Indonesia, sebagai negara yang berada dalam mata rantai kapitalisme global yang lemah dan terbelakang, seringkali hanya menjadi sasaran modal asing (kapitalis) yang ingin mencari keuntungan di negeri kita yang kaya raya. Kapitalisme pasar bebas (neoliberalisme) global adalah penjajahan bentuk baru (neokolonialisme-neoimperialisme—Nekolim) yang telah terbukti melakukan eksploitasi hingga kita tetap miskin dan terbelakang. Pertama, perusahaan-perusahaan asing (kapitalis) mengeruk kekayaan alam kita dengan membabi-buta, mulai dari pertambangan dan mineral (emas, batu bara, tembaga, minyak, dll) hingga hutan-hutan kita. Hal itu terjadi sejak diberlakukannya UUPMA (Undang-undang Penanaman Modal Asing) di awal pemerintahan Orde Baru dan diperkuat lagi dengan UUMA (Undang-undang Modal Asing) pada tahun 2007 oleh elit-elit anti-rakyat.

Dipastikan anak-cucu kita tak dapat lagi menikmati kekayaan alam karena para politisi anti-rakyat hingga sekarang menyerahkan modal asing mengeruk kekayaan dan merusak alam kita. Mereka tak memikirkan nasib anak-anak dan generasi masa depan. Mereka adalah politisi yang ingin bermewah-mewahan, yang hanya menginginkan memberikan kemewahan pada anak-anaknya dengan uang yang didapat dari korupsi, anak-anak yang dibentuk dengan kekayaan dan membuat mereka terlena dengan gelimangan harta-benda, pada saat anak-anak dari kalangan rakyat miskin bahkan tak mampu untuk memenuhi kebutuhan-kebutuhannya yang sangat mendasar dan sederhana.

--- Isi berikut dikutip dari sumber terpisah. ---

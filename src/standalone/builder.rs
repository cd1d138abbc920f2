//! Runtime builder for standalone mode.
//!
//! Provides a fluent API for configuring and building the standalone runtime.

use std::sync::Arc;

use crate::bus::{init_queue, ChaosConfig, MessagingConfig, QueueType, RelayQueue};
use crate::commands::CommandConfig;
use crate::config::ResourceNames;
use crate::dlq::{DeadLetterSink, LoggingDeadLetterSink};
use crate::projector::ProjectorConfig;
use crate::relay::RelayConfig;
use crate::storage::{init_storage, StorageConfig, StorageType};

use super::runtime::Runtime;
use super::RuntimeError;

/// Builder for creating a standalone runtime.
///
/// # Example
///
/// ```ignore
/// use classconnect::standalone::RuntimeBuilder;
///
/// let runtime = RuntimeBuilder::new()
///     .with_memory_storage()
///     .with_chaos(ChaosConfig { duplicate_rate: 0.2, shuffle: true })
///     .build()
///     .await?;
/// ```
pub struct RuntimeBuilder {
    /// Table and queue identifiers.
    resources: ResourceNames,
    /// Storage configuration.
    storage: StorageConfig,
    /// Messaging configuration.
    messaging: MessagingConfig,
    relay: RelayConfig,
    projector: ProjectorConfig,
    commands: CommandConfig,
    /// Optional custom relay queue (for testing or external transports).
    custom_queue: Option<Arc<dyn RelayQueue>>,
    /// Where flagged events go. Defaults to logging them.
    dead_letters: Option<Arc<dyn DeadLetterSink>>,
}

impl Default for RuntimeBuilder {
    fn default() -> Self {
        Self::new()
    }
}

impl RuntimeBuilder {
    /// Create a new runtime builder with defaults for local development.
    ///
    /// Defaults:
    /// - Storage: in-memory
    /// - Messaging: in-process channel queue
    /// - Dead letters: logged
    pub fn new() -> Self {
        Self {
            resources: ResourceNames::default(),
            storage: StorageConfig {
                storage_type: StorageType::Memory,
                ..Default::default()
            },
            messaging: MessagingConfig {
                queue_type: QueueType::Channel,
                ..Default::default()
            },
            relay: RelayConfig::default(),
            projector: ProjectorConfig::default(),
            commands: CommandConfig::default(),
            custom_queue: None,
            dead_letters: None,
        }
    }

    // ========================================================================
    // Storage Configuration
    // ========================================================================

    /// Use in-memory storage (default).
    pub fn with_memory_storage(mut self) -> Self {
        self.storage.storage_type = StorageType::Memory;
        self
    }

    /// Use SQLite in-memory storage.
    #[cfg(feature = "sqlite")]
    pub fn with_sqlite_memory(mut self) -> Self {
        self.storage.storage_type = StorageType::Sqlite;
        self.storage.sqlite.path = None;
        self
    }

    /// Use SQLite file storage.
    #[cfg(feature = "sqlite")]
    pub fn with_sqlite_file(mut self, path: impl Into<String>) -> Self {
        self.storage.storage_type = StorageType::Sqlite;
        self.storage.sqlite.path = Some(path.into());
        self
    }

    /// Use custom storage configuration.
    pub fn with_storage(mut self, config: StorageConfig) -> Self {
        self.storage = config;
        self
    }

    /// Use custom table and queue identifiers.
    pub fn with_resources(mut self, resources: ResourceNames) -> Self {
        self.resources = resources;
        self
    }

    // ========================================================================
    // Messaging Configuration
    // ========================================================================

    /// Use custom messaging configuration.
    pub fn with_messaging(mut self, config: MessagingConfig) -> Self {
        self.messaging = config;
        self
    }

    /// Duplicate and reorder relayed messages (requires the `chaos` feature).
    pub fn with_chaos(mut self, chaos: ChaosConfig) -> Self {
        self.messaging.chaos = Some(chaos);
        self
    }

    /// Use a custom relay queue implementation.
    ///
    /// Overrides the messaging configuration entirely.
    pub fn with_queue(mut self, queue: Arc<dyn RelayQueue>) -> Self {
        self.custom_queue = Some(queue);
        self
    }

    // ========================================================================
    // Pipeline Configuration
    // ========================================================================

    pub fn with_relay_config(mut self, config: RelayConfig) -> Self {
        self.relay = config;
        self
    }

    pub fn with_projector_config(mut self, config: ProjectorConfig) -> Self {
        self.projector = config;
        self
    }

    pub fn with_command_config(mut self, config: CommandConfig) -> Self {
        self.commands = config;
        self
    }

    /// Send flagged events somewhere other than the log.
    pub fn with_dead_letter_sink(mut self, sink: Arc<dyn DeadLetterSink>) -> Self {
        self.dead_letters = Some(sink);
        self
    }

    // ========================================================================
    // Build
    // ========================================================================

    /// Build the runtime.
    ///
    /// Initializes storage (creating tables where needed) and the relay
    /// queue. Nothing runs until `Runtime::start`.
    pub async fn build(self) -> Result<Runtime, RuntimeError> {
        let storage = init_storage(&self.storage, &self.resources).await?;

        let queue = match self.custom_queue {
            Some(queue) => queue,
            None => init_queue(&self.messaging, &self.resources.relay_queue).await?,
        };

        let dead_letters = self
            .dead_letters
            .unwrap_or_else(|| Arc::new(LoggingDeadLetterSink));

        Ok(Runtime::new(
            storage,
            queue,
            dead_letters,
            self.relay,
            self.projector,
            self.commands,
        ))
    }

    // ========================================================================
    // Accessors (for testing/inspection)
    // ========================================================================

    /// Get the storage configuration.
    pub fn storage_config(&self) -> &StorageConfig {
        &self.storage
    }

    /// Get the messaging configuration.
    pub fn messaging_config(&self) -> &MessagingConfig {
        &self.messaging
    }

    /// Get the resource identifiers.
    pub fn resources(&self) -> &ResourceNames {
        &self.resources
    }
}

Kedua, penjajahan asing (kapitalisme-neoliberalisme) dikendalikan oleh pemilik modal yang menginginkan negara-negara Ketiga seperti Indonesia sebagai pasar. Dalam hal ini, kita diharapkan menjadi sasaran produk dan diciptakan untuk menjadi para pembeli—diciptakanlah budaya konsumtif di kalangan remaja dan anak-anak kita. Tujuannya aga keuntungan dari penjualan produk didapatkan dengan jumlah besar oleh penumpuk modal yang tujuannya memang mencari keuntungan. Untuk menciptakan budaya konsumtif, mereka mencetak kebiasaan yang melemahkan karakter produktif dan independensinya. Iklan dan promosi produk perusahaan-perusahaan melalui media menjadi kekuatan brutal yang melihat anak hanya sebagai sasaran produk atau pembeli.

Kalau mau jujur, b
ukan hanya di dunia Ketiga saja para pengamat meresahkan efek budaya massa kapitalis dan media terhadap perkembangan mental anak. Anak-anak dimanapun akan dimanfaatkan untuk menumpuk keuntungan. Merekalah pasar yang paling potensial. Kalau sejak kecil anak-anak sudah dididik menjadi kapitalistik, maka hingga tua kebiasaan itu akan terjaga—dan kapitalisme bisa langgeng. Sehingga anak-anak dan para remaja tak lagi memikirkan bagaimana membangun karakter pribadi yang produktif seperti berkarya, mencipta, dan berperan untuk melawan kontradiksi yang ada di masyarat. Mereka malah sibuk untuk menguras uang orangtuanya agar dapat membeli. Dan sayangnya, budaya konsumtif juga telah menjangkiti para orangtua.